24 set Entrevistas revisitadas
Acho que desde o romance Galileia rompi com a mordaça do universo sertanejo e cheguei às cidades, uma trajetória que também é a de minha vida. Nesse novo livro (refiro-me ao livro de contos Retratos imorais) a paisagem predominante é o Recife, cidade onde moro há 41 anos (hoje, diria 52 anos). Se os meus personagens em paisagens de sertão já eram neuroticamente urbanos, agora estou mais solto para escrever o que bem quiser e transitar por onde quiser. É mais fácil refletir sobre questões atuais do mundo, na perspectiva de uma cidade grande e complexa como o Recife, do que preso a uma paisagem cristalizada, que nem mais existe.
Eu sempre vi muito cinema, escutei novelas de rádio, vi teatro e escrevi para o teatro. Acho que faria cinema, mas não tenho mobilidade para isso, pois sou médico e trabalho em empregos fixos. Fui psicanalisado durante dez anos e fiz formação psicanalítica. Às vezes esqueço que estou escrevendo um romance ou conto e penso num roteiro de um curta metragem, como na narrativa Homem Sapo. Misturo as linguagens e por isso meus contos são impregnados de teatro, cinema, catálogos de exposições, imagens, muitas imagens. Escrevo com os olhos. Quanto à psicanálise, não existe literatura que não seja psicanalisada, desde Freud, ou desde Dostoievski.
Reescrever é bem pior do que escrever. Dá mais trabalho, dói revisitar textos guardados. Reescrever é escrever duas vezes. No conto Romeiros com sacos plásticos (está em Retratos imorais), bem antigo, narro a trajetória de uma romeira de Juazeiro do Norte, assunto que conheço e ao qual sempre volto.

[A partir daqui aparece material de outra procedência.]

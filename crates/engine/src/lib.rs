//! Digital-root engine: sanitize freeform text, expand range expressions,
//! reduce every number to its digital root and keep the per-session result map.

pub mod aggregate;
pub mod expand;
pub mod options;
pub mod reduce;
pub mod render;
pub mod sanitize;
pub mod session;

use shared::{domain::ResultMap, protocol::ComputeResponse};

pub use aggregate::{aggregate, Aggregation, AggregationKind};
pub use expand::{expand_range, NumberSequence, Operator, RangeExpr, RangeStatus};
pub use options::EngineOptions;
pub use reduce::reduce;
pub use render::render_text;
pub use sanitize::{sanitize, Grammar};
pub use session::{organize, InputOutcome, Session, Update};

/// Result of a one-shot evaluation.
#[derive(Debug, Clone, PartialEq, Eq)]
pub struct Evaluation {
    pub sanitized: String,
    pub results: ResultMap,
    pub range_error: Option<String>,
    pub truncated: bool,
    pub rendered: String,
}

impl From<Evaluation> for ComputeResponse {
    fn from(value: Evaluation) -> Self {
        Self {
            sanitized: value.sanitized,
            results: value.results,
            range_error: value.range_error,
            rendered: value.rendered,
            truncated: value.truncated,
        }
    }
}

impl From<Update> for ComputeResponse {
    fn from(value: Update) -> Self {
        Self {
            sanitized: value.sanitized,
            results: value.results,
            range_error: value.range_error.map(|error| error.to_string()),
            rendered: value.rendered,
            truncated: value.truncated,
        }
    }
}

/// Evaluate one input without any change-notification bookkeeping.
pub fn evaluate(raw: &str, options: &EngineOptions) -> Evaluation {
    let mut session = Session::new(*options);
    match session.process(sanitize(raw)) {
        InputOutcome::Updated(update) => Evaluation {
            sanitized: update.sanitized,
            results: update.results,
            range_error: update.range_error.map(|error| error.to_string()),
            truncated: update.truncated,
            rendered: update.rendered,
        },
        InputOutcome::Suppressed { sanitized } | InputOutcome::Incomplete { sanitized } => {
            Evaluation {
                sanitized,
                results: ResultMap::new(),
                range_error: None,
                truncated: false,
                rendered: String::new(),
            }
        }
    }
}
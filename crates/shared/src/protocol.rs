use serde::{Deserialize, Serialize};

use crate::{domain::ResultMap, error::ApiError};

#[derive(Debug, Clone, Serialize, Deserialize)]
pub struct ComputeRequest {
    pub input: String,
}

#[derive(Debug, Clone, Serialize, Deserialize)]
pub struct ComputeResponse {
    pub sanitized: String,
    pub results: ResultMap,
    #[serde(default, skip_serializing_if = "Option::is_none")]
    pub range_error: Option<String>,
    pub rendered: String,
    /// The range expansion stopped at a term or size limit.
    #[serde(default)]
    pub truncated: bool,
}

#[derive(Debug, Clone, Serialize, Deserialize)]
#[serde(tag = "type", content = "payload", rename_all = "snake_case")]
pub enum ClientRequest {
    Input { value: String },
    Reset,
}

#[derive(Debug, Clone, Serialize, Deserialize)]
#[serde(tag = "type", content = "payload", rename_all = "snake_case")]
pub enum ServerEvent {
    ResultsUpdated {
        sanitized: String,
        results: ResultMap,
        #[serde(default, skip_serializing_if = "Option::is_none")]
        range_error: Option<String>,
        rendered: String,
        #[serde(default)]
        truncated: bool,
    },
    Unchanged {
        sanitized: String,
    },
    SessionReset,
    Error(ApiError),
}
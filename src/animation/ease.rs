use crate::foundation::error::{ScrollreelError, ScrollreelResult};

/// Named easing curve applied to a tween's local progress.
///
/// Serialized by name. Besides the snake_case Rust names, the authoring vocabulary
/// `none`, `powerN`, `powerN.in`, `powerN.out` and `powerN.inOut` is accepted, where
/// power1/2/3 are the quadratic, cubic and quartic families and a bare `powerN`
/// means the ease-out variant.
#[derive(Clone, Copy, Debug, Default, PartialEq, Eq, serde::Serialize, serde::Deserialize)]
#[serde(try_from = "String", into = "String")]
pub enum Ease {
    #[default]
    Linear,
    InQuad,
    OutQuad,
    InOutQuad,
    InCubic,
    OutCubic,
    InOutCubic,
    InQuart,
    OutQuart,
    InOutQuart,
    Smoothstep,
}

impl Ease {
    pub const ALL: [Self; 11] = [
        Self::Linear,
        Self::InQuad,
        Self::OutQuad,
        Self::InOutQuad,
        Self::InCubic,
        Self::OutCubic,
        Self::InOutCubic,
        Self::InQuart,
        Self::OutQuart,
        Self::InOutQuart,
        Self::Smoothstep,
    ];

    pub fn apply(self, t: f64) -> f64 {
        let t = t.clamp(0.0, 1.0);
        match self {
            Self::Linear => t,
            Self::InQuad => t * t,
            Self::OutQuad => 1.0 - (1.0 - t) * (1.0 - t),
            Self::InOutQuad => {
                if t < 0.5 {
                    2.0 * t * t
                } else {
                    1.0 - ((-2.0 * t + 2.0).powi(2) / 2.0)
                }
            }
            Self::InCubic => t * t * t,
            Self::OutCubic => 1.0 - (1.0 - t).powi(3),
            Self::InOutCubic => {
                if t < 0.5 {
                    4.0 * t * t * t
                } else {
                    1.0 - ((-2.0 * t + 2.0).powi(3) / 2.0)
                }
            }
            Self::InQuart => t.powi(4),
            Self::OutQuart => 1.0 - (1.0 - t).powi(4),
            Self::InOutQuart => {
                if t < 0.5 {
                    8.0 * t.powi(4)
                } else {
                    1.0 - ((-2.0 * t + 2.0).powi(4) / 2.0)
                }
            }
            Self::Smoothstep => t * t * (3.0 - 2.0 * t),
        }
    }

    pub fn name(self) -> &'static str {
        match self {
            Self::Linear => "linear",
            Self::InQuad => "in_quad",
            Self::OutQuad => "out_quad",
            Self::InOutQuad => "in_out_quad",
            Self::InCubic => "in_cubic",
            Self::OutCubic => "out_cubic",
            Self::InOutCubic => "in_out_cubic",
            Self::InQuart => "in_quart",
            Self::OutQuart => "out_quart",
            Self::InOutQuart => "in_out_quart",
            Self::Smoothstep => "smoothstep",
        }
    }

    pub fn parse(name: &str) -> ScrollreelResult<Self> {
        let key = name.trim().to_ascii_lowercase();
        if let Some(ease) = Self::ALL.into_iter().find(|e| e.name() == key) {
            return Ok(ease);
        }
        if key == "none" {
            return Ok(Self::Linear);
        }

        let unknown = || ScrollreelError::validation(format!("unknown ease '{}'", name.trim()));
        let rest = key.strip_prefix("power").ok_or_else(unknown)?;
        let (degree, dir) = rest.split_once('.').unwrap_or((rest, "out"));
        let family = match degree {
            "1" => [Self::InQuad, Self::OutQuad, Self::InOutQuad],
            "2" => [Self::InCubic, Self::OutCubic, Self::InOutCubic],
            "3" => [Self::InQuart, Self::OutQuart, Self::InOutQuart],
            _ => return Err(unknown()),
        };
        match dir {
            "in" => Ok(family[0]),
            "out" => Ok(family[1]),
            "inout" => Ok(family[2]),
            _ => Err(unknown()),
        }
    }
}

impl TryFrom<String> for Ease {
    type Error = ScrollreelError;

    fn try_from(s: String) -> Result<Self, Self::Error> {
        Self::parse(&s)
    }
}

impl From<Ease> for String {
    fn from(ease: Ease) -> Self {
        ease.name().to_string()
    }
}

#[cfg(test)]
#[path = "../../tests/unit/animation/ease.rs"]
mod tests;
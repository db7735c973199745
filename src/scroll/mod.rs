//! Scroll regions, their registry and snap targeting.

pub mod region;
pub mod registry;
pub mod snap;
pub mod trigger;
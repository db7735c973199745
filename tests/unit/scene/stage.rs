use super::*;

fn stage_with_cards() -> (Stage, Vec<ElementHandle>) {
    let mut stage = Stage::new();
    let handles = (1..=3)
        .map(|i| {
            stage.insert(
                ElementSpec::new(format!("card-{i}"))
                    .class("card")
                    .geometry(100.0 * i as f64, 50.0),
            )
        })
        .collect();
    (stage, handles)
}

#[test]
fn resolve_returns_matches_in_slot_order() {
    let (stage, handles) = stage_with_cards();
    let sel = Selector::parse(".card").unwrap();
    assert_eq!(stage.resolve(&sel), handles);
    let sel = Selector::parse("#card-2").unwrap();
    assert_eq!(stage.resolve(&sel), vec![handles[1]]);
    assert_eq!(stage.find_by_id("card-3"), Some(handles[2]));
}

#[test]
fn stale_handles_miss_after_removal_and_reuse() {
    let (mut stage, handles) = stage_with_cards();
    assert!(stage.remove(handles[0]).is_some());
    assert!(!stage.contains(handles[0]));
    assert!(!stage.write(handles[0], Property::Opacity, 0.5));

    let reused = stage.insert(ElementSpec::new("late"));
    assert_ne!(reused, handles[0]);
    assert!(stage.get(handles[0]).is_none());
    assert_eq!(stage.get(reused).unwrap().spec.id, "late");
    assert_eq!(stage.len(), 3);
}

#[test]
fn reset_restores_element_rest_state() {
    let mut stage = Stage::new();
    let rest = VisualState {
        rotation_deg: -90.0,
        ..VisualState::REST
    };
    let h = stage.insert(ElementSpec::new("micro").rest(rest));
    assert_eq!(stage.state(h), Some(rest));

    assert!(stage.write(h, Property::Opacity, 0.25));
    assert!(stage.write(h, Property::Y, 10.0));
    assert_eq!(stage.state(h).unwrap().opacity, 0.25);

    assert!(stage.reset(h));
    assert_eq!(stage.state(h), Some(rest));
}

#[test]
fn set_geometry_updates_spec() {
    let (mut stage, handles) = stage_with_cards();
    assert!(stage.set_geometry(handles[1], 900.0, 10.0));
    let el = stage.get(handles[1]).unwrap();
    assert_eq!((el.spec.top, el.spec.height), (900.0, 10.0));
}
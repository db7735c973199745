use super::*;
use crate::scene::stage::ElementSpec;

fn cards(n: usize) -> (Stage, Selector) {
    let mut stage = Stage::new();
    for i in 0..n {
        stage.insert(ElementSpec::new(format!("c{i}")).class("card"));
    }
    (stage, Selector::parse(".card").unwrap())
}

#[test]
fn local_progress_clamps_outside_window() {
    let (stage, sel) = cards(1);
    let mut tw = Tween::new(sel).at(0.7).duration(0.3).opacity(1.0, 0.0);
    tw.resolve(&stage);
    assert_eq!(tw.local_progress(0.2, 0), 0.0);
    assert_eq!(tw.local_progress(0.7, 0), 0.0);
    assert!((tw.local_progress(0.85, 0) - 0.5).abs() < 1e-12);
    assert_eq!(tw.local_progress(1.0, 0), 1.0);
    assert_eq!(tw.local_progress(4.0, 0), 1.0);
}

#[test]
fn zero_duration_is_a_toggle_at_start() {
    let (stage, sel) = cards(1);
    let mut tw = Tween::new(sel).at(0.5).duration(0.0).opacity(0.0, 1.0);
    tw.resolve(&stage);
    assert_eq!(tw.local_progress(0.49, 0), 0.0);
    assert_eq!(tw.local_progress(0.5, 0), 1.0);
    assert_eq!(tw.local_progress(0.9, 0), 1.0);
}

#[test]
fn stagger_offsets_each_resolved_element() {
    let (stage, sel) = cards(3);
    let mut tw = Tween::new(sel).at(0.7).duration(0.2).stagger(0.02);
    tw.resolve(&stage);
    assert_eq!(tw.handles().len(), 3);
    assert!((tw.start_for(2) - 0.74).abs() < 1e-12);
    assert!((tw.end() - 0.94).abs() < 1e-12);
    assert_eq!(tw.local_progress(0.72, 2), 0.0);
}

#[test]
fn prop_replaces_existing_track() {
    let h = Stage::new().insert(ElementSpec::new("a"));
    let tw = Tween::new(h).opacity(0.0, 1.0).opacity(1.0, 0.0);
    assert_eq!(tw.tracks.len(), 1);
    assert_eq!(tw.tracks[0].from, Some(Length::Px(1.0)));
    assert_eq!(tw.handles(), &[h]);
}

#[test]
fn validate_rejects_non_finite_and_misplaced_units() {
    let h = Stage::new().insert(ElementSpec::new("a"));
    assert!(Tween::new(h).at(f64::NAN).validate().is_err());
    assert!(Tween::new(h).duration(f64::INFINITY).validate().is_err());
    assert!(Tween::new(h).duration(-0.1).validate().is_err());
    assert!(
        Tween::new(h)
            .prop(Property::Opacity, Length::Vw(1.0), 0.0)
            .validate()
            .is_err()
    );
    assert!(
        Tween::new(h)
            .track(PropertyTrack {
                property: Property::Scale,
                from: None,
                to: None,
            })
            .validate()
            .is_err()
    );
    assert!(
        Tween::new(h)
            .x(Length::Vw(-55.0), 0.0)
            .at(0.7)
            .duration(1.3)
            .validate()
            .is_ok()
    );
}
//! Easing, tweens, timelines and the wall-clock entry animator.

pub mod ease;
pub mod entry;
pub mod timeline;
pub mod tween;
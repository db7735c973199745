/// Convenience result type used across scrollreel.
pub type ScrollreelResult<T> = Result<T, ScrollreelError>;

/// Top-level error taxonomy used by engine APIs.
///
/// Only construction-time input (documents, tweens, trigger conditions) can fail.
/// Per-frame evaluation never returns errors; missing targets and degenerate spans
/// degrade to "no animation effect" instead.
#[derive(thiserror::Error, Debug)]
pub enum ScrollreelError {
    /// Invalid user-provided or document data.
    #[error("validation error: {0}")]
    Validation(String),

    /// Errors while building or validating a timeline.
    #[error("timeline error: {0}")]
    Timeline(String),

    /// Errors while resolving trigger conditions against layout.
    #[error("layout error: {0}")]
    Layout(String),

    /// Errors when serializing or deserializing data structures.
    #[error("serialization error: {0}")]
    Serde(String),

    /// Wrapped lower-level error from dependencies or IO.
    #[error(transparent)]
    Other(#[from] anyhow::Error),
}

impl ScrollreelError {
    /// Build a [`ScrollreelError::Validation`] value.
    pub fn validation(msg: impl Into<String>) -> Self {
        Self::Validation(msg.into())
    }

    /// Build a [`ScrollreelError::Timeline`] value.
    pub fn timeline(msg: impl Into<String>) -> Self {
        Self::Timeline(msg.into())
    }

    /// Build a [`ScrollreelError::Layout`] value.
    pub fn layout(msg: impl Into<String>) -> Self {
        Self::Layout(msg.into())
    }

    /// Build a [`ScrollreelError::Serde`] value.
    pub fn serde(msg: impl Into<String>) -> Self {
        Self::Serde(msg.into())
    }
}

#[cfg(test)]
#[path = "../../tests/unit/foundation/error.rs"]
mod tests;
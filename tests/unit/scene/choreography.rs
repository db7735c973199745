use super::*;
use crate::foundation::core::VisualState;
use crate::scroll::region::RegionPhase;

const DOC: &str = r##"{
  "viewport": { "width": 1600, "height": 1000 },
  "document_height": 5000,
  "elements": [
    { "id": "hero", "top": 0, "height": 1000 },
    { "id": "hero-photo", "classes": ["photo"], "top": 0, "height": 1000 },
    { "id": "featured", "top": 1000, "height": 1000 },
    { "id": "featured-photo", "classes": ["photo"], "top": 1000, "height": 1000 },
    { "id": "card-1", "classes": ["card"], "top": 2000, "height": 300 },
    { "id": "card-2", "classes": ["card"], "top": 2000, "height": 300 }
  ],
  "entry": {
    "tweens": [
      { "target": "#hero-photo", "from": { "x": "-12vw", "opacity": 0 }, "duration": 0.9, "ease": "power3.out" }
    ]
  },
  "regions": [
    {
      "label": "featured",
      "trigger": "#featured",
      "end": "+=130%",
      "pin": true,
      "scrub": 0.6,
      "tweens": [
        { "target": "#featured-photo", "to": { "x": "-55vw" }, "at": 0.7, "duration": 0.3, "ease": "power2.in" }
      ]
    },
    {
      "label": "cards",
      "trigger": ".card",
      "start": "top 85%",
      "end": "top 60%",
      "tweens": [
        { "target": ".card", "from": { "y": 40, "opacity": 0 }, "duration": 0.5, "stagger": 0.1 }
      ]
    },
    { "label": "ghost", "trigger": "#missing" }
  ],
  "snap": { "tolerance": 0.03 }
}"##;

#[test]
fn parses_defaults_and_overrides() {
    let c = Choreography::from_json_str(DOC).unwrap();
    c.validate().unwrap();
    let cfg = c.config();
    assert_eq!(cfg.snap.tolerance, 0.03);
    assert_eq!(cfg.snap.max_duration, 0.35);
    assert!(cfg.pin_spacing);
    assert_eq!(c.viewport().width, 1600.0);
}

#[test]
fn build_registers_resolvable_regions() {
    let c = Choreography::from_json_str(DOC).unwrap();
    let mut engine = c.build().unwrap();
    engine.init();

    let spans = engine.registry().spans();
    let labels: Vec<&str> = spans.iter().map(|s| s.label.as_str()).collect();
    assert_eq!(labels, vec!["featured", "cards"]);
    assert_eq!((spans[0].start, spans[0].end), (1000.0, 2300.0));
    // 2000 + 1300 spacer - 850.
    assert_eq!((spans[1].start, spans[1].end), (2450.0, 2700.0));
    assert_eq!(engine.total_scrollable(), 5300.0);
}

#[test]
fn built_engine_animates_from_document() {
    let c = Choreography::from_json_str(DOC).unwrap();
    let mut engine = c.build().unwrap();
    engine.init();

    let frame = engine.frame();
    let hero = frame.element("hero-photo").unwrap();
    assert_eq!(hero.state.opacity, 0.0);
    assert_eq!(hero.state.offset.x, -192.0);

    engine.on_scroll(2500.0);
    engine.settle();
    let frame = engine.frame();
    assert_eq!(frame.region("featured").unwrap().phase, RegionPhase::After);
    assert_eq!(frame.element("featured-photo").unwrap().state.offset.x, -880.0);
    let first = frame.element("card-1").unwrap().state.opacity;
    let second = frame.element("card-2").unwrap().state.opacity;
    assert!((first - 0.4).abs() < 1e-9, "{first}");
    assert!((second - 0.2).abs() < 1e-9, "{second}");

    engine.on_scroll(0.0);
    let frame = engine.frame();
    assert_eq!(
        frame.element("featured-photo").unwrap().state,
        VisualState::REST
    );
}

#[test]
fn rejects_invalid_documents() {
    assert!(matches!(
        Choreography::from_json_str("{").unwrap_err(),
        ScrollreelError::Serde(_)
    ));

    let dup = r##"{ "viewport": { "width": 100, "height": 100 }, "document_height": 100,
        "elements": [ { "id": "a" }, { "id": "a" } ] }"##;
    let err = Choreography::from_json_str(dup).unwrap().validate().unwrap_err();
    assert!(err.to_string().contains("duplicate element id"));

    let units = r##"{ "viewport": { "width": 100, "height": 100 }, "document_height": 100,
        "regions": [ { "trigger": "#a", "tweens": [ { "target": "#a", "to": { "opacity": "5vw" } } ] } ] }"##;
    assert!(Choreography::from_json_str(units).unwrap().build().is_err());

    let bad_end = r##"{ "viewport": { "width": 100, "height": 100 }, "document_height": 100,
        "regions": [ { "trigger": "#a", "end": "sometime" } ] }"##;
    assert!(Choreography::from_json_str(bad_end).is_err());

    let empty = r##"{ "viewport": { "width": 100, "height": 100 }, "document_height": 100,
        "regions": [ { "trigger": "#a", "tweens": [ { "target": "#a" } ] } ] }"##;
    assert!(Choreography::from_json_str(empty).unwrap().validate().is_err());
}

#[test]
fn one_sided_tweens_resolve_against_element_rest() {
    let doc = r##"{ "viewport": { "width": 100, "height": 100 }, "document_height": 1000,
        "elements": [ { "id": "dial", "top": 0, "height": 100, "rest": { "rotation_deg": -90 } } ],
        "regions": [ { "trigger": "#dial", "end": "+=100%",
            "tweens": [ { "target": "#dial", "from": { "rotation": 0 } } ] } ] }"##;
    let mut engine = Choreography::from_json_str(doc).unwrap().build().unwrap();
    engine.init();

    engine.on_scroll(50.0);
    let dial = engine.frame().element("dial").unwrap().state;
    assert_eq!(dial.rotation_deg, -45.0);

    engine.on_scroll(100.0);
    let dial = engine.frame().element("dial").unwrap().state;
    assert_eq!(dial.rotation_deg, -90.0);
}

#[test]
fn document_round_trips_through_json() {
    let c = Choreography::from_json_str(DOC).unwrap();
    let again = Choreography::from_json_str(&c.to_json_string().unwrap()).unwrap();
    assert_eq!(again.config(), c.config());
}
use crate::foundation::error::{ScrollreelError, ScrollreelResult};

/// Element selector resolved once against the [`crate::Stage`] into handles.
///
/// Grammar: comma-separated list of `#id`, `.class` or a bare name (matches id or class).
#[derive(Clone, Debug, PartialEq, Eq, serde::Serialize, serde::Deserialize)]
#[serde(try_from = "String", into = "String")]
pub struct Selector {
    source: String,
    parts: Vec<SelectorPart>,
}

#[derive(Clone, Debug, PartialEq, Eq)]
enum SelectorPart {
    Id(String),
    Class(String),
    Name(String),
}

impl Selector {
    pub fn parse(s: &str) -> ScrollreelResult<Self> {
        let mut parts = Vec::new();
        for raw in s.split(',') {
            let raw = raw.trim();
            if raw.is_empty() {
                return Err(ScrollreelError::validation(format!(
                    "selector '{s}' has an empty entry"
                )));
            }
            let part = if let Some(id) = raw.strip_prefix('#') {
                SelectorPart::Id(id.to_string())
            } else if let Some(class) = raw.strip_prefix('.') {
                SelectorPart::Class(class.to_string())
            } else {
                SelectorPart::Name(raw.to_string())
            };
            match &part {
                SelectorPart::Id(n) | SelectorPart::Class(n) | SelectorPart::Name(n)
                    if n.is_empty() || n.contains(char::is_whitespace) =>
                {
                    return Err(ScrollreelError::validation(format!(
                        "unsupported selector entry '{raw}'"
                    )));
                }
                _ => {}
            }
            parts.push(part);
        }
        Ok(Self {
            source: s.trim().to_string(),
            parts,
        })
    }

    pub fn as_str(&self) -> &str {
        &self.source
    }

    pub fn matches(&self, id: &str, classes: &[String]) -> bool {
        self.parts.iter().any(|p| match p {
            SelectorPart::Id(want) => want == id,
            SelectorPart::Class(want) => classes.iter().any(|c| c == want),
            SelectorPart::Name(want) => want == id || classes.iter().any(|c| c == want),
        })
    }
}

impl std::fmt::Display for Selector {
    fn fmt(&self, f: &mut std::fmt::Formatter<'_>) -> std::fmt::Result {
        f.write_str(&self.source)
    }
}

impl TryFrom<String> for Selector {
    type Error = ScrollreelError;

    fn try_from(s: String) -> Result<Self, Self::Error> {
        Self::parse(&s)
    }
}

impl From<Selector> for String {
    fn from(sel: Selector) -> Self {
        sel.source
    }
}

#[cfg(test)]
#[path = "../../tests/unit/scene/selector.rs"]
mod tests;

Vivi no Crato e no Juazeiro e fiz algumas romarias viajando em pau de arara. A primeira história se limitava a uma narrativa linear, sem muitas intromissões do autor. Senti necessidade, depois de trinta e dois anos, de trazer a ação para um novo contexto, um Juazeiro do Norte desfigurado por sacos plásticos e motos. Um fotógrafo francês, Patrick Bogner, teve a mesma impressão que eu. Nas fotos dele, os romeiros estão sempre com sacos plásticos nas mãos. O meu reencontro com os textos se dá num presente desfigurado, não sei se melhor ou pior do que eu vira antes.
Escrevemos para esquecer, para nos livrarmos da memória. Quando nos desfazemos de uma narrativa, o que acontece depois que publicamos um livro, sentimo-nos aplacados, em parte aliviados das lembranças que nos alucinavam e fustigavam. Além disso, os textos deixam de ser nossos, não nos pertencem mais. Só o leitor pode recriá-los com sua leitura. A memória azucrinante passa a incomodar o juízo de outro. Felizmente.
Nunca retorno aos meus livros. Uma vez um leitor me mandou um livro todo anotado, para o meu autógrafo. Senti verdadeiro constrangimento em abri-lo, pois já não me pertencia, era de outra pessoa, que o estava reescrevendo. Como já falei anteriormente, os escritores sobrevivem apenas através dos leitores. Nós merecemos viver, sendo lidos.
Jorge Luis Borges, depois da Bíblia, foi a melhor descoberta literária de minha vida. Talvez Borges seja um narrador bíblico, infinito, e por isso eu goste tanto dele. Acho que me filio a essa tradição de narradores bíblicos, contidos e ao mesmo tempo exaltados, e olho Borges como o escritor que eu gostaria de ser. Começamos a escrever assim, desejando ser como alguém que admiramos. Um dia descobrimos nossa voz narrativa, o ritmo próprio. E aí nos tornamos também escritores.